■ **Directions**:
Return only those lines of the records below in which "company" appears.

■ **Given records**:
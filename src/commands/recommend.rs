//! Recommend command - rank companies for an investment theme

use anyhow::{Context, Result};
use colored::Colorize;
use unicode_width::{UnicodeWidthChar, UnicodeWidthStr};

use theme_scout::config::Settings;
use theme_scout::search::{LiveRecommender, RankedResult};

const DESCRIPTION_WIDTH: usize = 100;

/// Run recommend command
pub async fn run(
    settings: &Settings,
    query: &str,
    limit: Option<usize>,
    json: bool,
    show_news: bool,
) -> Result<()> {
    let recommender = LiveRecommender::from_settings(settings)
        .context("failed to configure embedding and search clients")?;
    let limit = settings.resolve_limit(limit);

    let results = recommender
        .recommend(query, Some(limit))
        .await
        .with_context(|| format!("recommendation failed for {:?}", query.trim()))?;

    if json {
        let output = serde_json::json!({
            "query": query.trim(),
            "generated_at": chrono::Local::now().to_rfc3339(),
            "results": results,
        });
        println!("{}", serde_json::to_string_pretty(&output)?);
        return Ok(());
    }

    print_results(query.trim(), &results, show_news);
    Ok(())
}

fn print_results(query: &str, results: &[RankedResult], show_news: bool) {
    if results.is_empty() {
        println!("{} No companies found for: {}", "→".dimmed(), query.cyan());
        return;
    }

    println!(
        "{} {} companies for: {}",
        "→".dimmed(),
        results.len(),
        query.cyan()
    );
    println!();

    for (i, result) in results.iter().enumerate() {
        let score_str = format!("{:.2}", result.combined_score);
        let score_colored = match ScoreBand::of(result.combined_score) {
            ScoreBand::Strong => score_str.green(),
            ScoreBand::Medium => score_str.yellow(),
            ScoreBand::Weak => score_str.dimmed(),
        };

        let ticker = result.payload.nse.as_deref().unwrap_or("-");
        println!(
            "{}. [{}] {} ({})",
            (i + 1).to_string().bold(),
            score_colored,
            result.payload.name.cyan(),
            ticker
        );

        if !result.payload.company.is_empty() {
            println!(
                "   {}",
                truncate_to_width(&result.payload.company, DESCRIPTION_WIDTH).dimmed()
            );
        }

        if result.has_news() {
            let label = if result.news_count == 1 { "article" } else { "articles" };
            println!(
                "   {} {} {} (best {:.2})",
                "news:".magenta(),
                result.news_count,
                label,
                result.news_score
            );
            if show_news {
                for article in &result.relevant_news {
                    println!("     • {}", article.specific_title);
                }
            }
        }
        println!();
    }
}

#[derive(Debug, PartialEq, Eq)]
enum ScoreBand {
    Strong,
    Medium,
    Weak,
}

impl ScoreBand {
    /// Bands on the rounded percentage: 80 and up is strong, 50 and up medium.
    fn of(score: f64) -> Self {
        let percent = (score * 100.0).round();
        if percent >= 80.0 {
            Self::Strong
        } else if percent >= 50.0 {
            Self::Medium
        } else {
            Self::Weak
        }
    }
}

/// Truncates to a terminal display width, keeping wide characters whole.
fn truncate_to_width(text: &str, max_width: usize) -> String {
    if text.width() <= max_width {
        return text.to_string();
    }
    let mut out = String::new();
    let mut width = 0;
    for ch in text.chars() {
        let w = ch.width().unwrap_or(0);
        if width + w > max_width.saturating_sub(3) {
            break;
        }
        width += w;
        out.push(ch);
    }
    out.push_str("...");
    out
}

■ **Solved exercise**:
        if !result.payload.company.is_empty() {
                truncate_to_width(&result.payload.company, DESCRIPTION_WIDTH).dimmed()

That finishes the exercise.